Dataset records.
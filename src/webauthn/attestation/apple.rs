//! `apple` anonymous attestation

use der_parser::der::{
    parse_der_container, parse_der_octetstring, parse_der_tagged_explicit, Class, Header, Tag,
};
use der_parser::error::{BerError, BerResult};
use der_parser::nom;
use der_parser::oid;
use x509_parser::oid_registry::Oid;

use super::statement::AppleStatement;
use super::{attested_credential, signed_message, AttestationType, Verified};
use crate::webauthn::certificate::{self, CertificateExtension};
use crate::webauthn::crypto;
use crate::webauthn::errors::VerificationError;
use crate::webauthn::types::AuthenticatorData;

/// Nonce extension of an Apple anonymous attestation certificate
pub struct AppleNonce;

impl CertificateExtension for AppleNonce {
    type Output = [u8; 32];

    const OID: Oid<'static> = oid!(1.2.840 .113635 .100 .8 .2);

    const NAME: &'static str = "appleNonce";

    fn parse(i: &[u8]) -> BerResult<'_, Self::Output> {
        parse_der_container(|i: &[u8], hdr: Header| {
            if hdr.tag() != Tag::Sequence {
                return Err(nom::Err::Error(BerError::BerTypeError));
            }
            let (i, tagged) = parse_der_tagged_explicit(1, parse_der_octetstring)(i)?;
            let (class, _, nonce) = tagged.as_tagged()?;
            if class != Class::ContextSpecific {
                return Err(nom::Err::Error(BerError::BerTypeError));
            }
            let nonce = nonce
                .as_slice()?
                .try_into()
                .map_err(|_| BerError::InvalidLength)?;
            Ok((i, nonce))
        })(i)
    }
}

pub(super) fn verify(
    stmt: &AppleStatement,
    auth_data: &AuthenticatorData,
    client_data_hash: &[u8; 32],
) -> Result<Verified, VerificationError> {
    let credential = attested_credential(auth_data)?;
    let leaf = certificate::parse(&stmt.x5c[0])?;

    let expected_nonce = crypto::sha256(&signed_message(auth_data, client_data_hash));
    let (nonce, _) = certificate::extension::<AppleNonce>(&leaf)?.ok_or_else(|| {
        VerificationError::constraint(AppleNonce::NAME, "nonce extension is missing")
    })?;
    if !crypto::constant_time_eq(&nonce, &expected_nonce) {
        return Err(VerificationError::constraint(
            AppleNonce::NAME,
            "nonce does not match SHA-256 of authenticatorData || clientDataHash",
        ));
    }

    let credential_key = &credential.credential_public_key;
    let alg = credential_key.alg().ok_or_else(|| {
        VerificationError::malformed("credentialPublicKey", "missing alg parameter")
    })?;
    let leaf_key = certificate::public_key(&leaf, alg)?;
    if !leaf_key.same_public_key(credential_key) {
        return Err(VerificationError::constraint(
            "x5c",
            "certificate public key does not match the credential public key",
        ));
    }

    Ok(Verified::new(AttestationType::AnonCa, stmt.x5c.clone()))
}

#[cfg(test)]
mod tests {
    use super::*;

    fn nonce_extension(nonce: &[u8]) -> Vec<u8> {
        let mut octets = vec![0x04, u8::try_from(nonce.len()).expect("short")];
        octets.extend_from_slice(nonce);
        let mut tagged = vec![0xA1, u8::try_from(octets.len()).expect("short")];
        tagged.extend(octets);
        let mut seq = vec![0x30, u8::try_from(tagged.len()).expect("short")];
        seq.extend(tagged);
        seq
    }

    #[test]
    fn test_parse_nonce_extension() {
        let (_, nonce) = AppleNonce::parse(&nonce_extension(&[0x3C; 32])).expect("Should parse");
        assert_eq!(nonce, [0x3C; 32]);
    }

    #[test]
    fn test_short_nonce_rejected() {
        assert!(AppleNonce::parse(&nonce_extension(&[0x3C; 16])).is_err());
    }

    #[test]
    fn test_not_a_sequence_rejected() {
        assert!(AppleNonce::parse(&[0x04, 0x01, 0x00]).is_err());
    }
}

To do. A line qualifies when it holds the word "crate"; report all qualifying lines from the records above.

Solution.
use crate::webauthn::certificate::{self, CertificateExtension};
use crate::webauthn::crypto;
use crate::webauthn::errors::VerificationError;
use crate::webauthn::types::AuthenticatorData;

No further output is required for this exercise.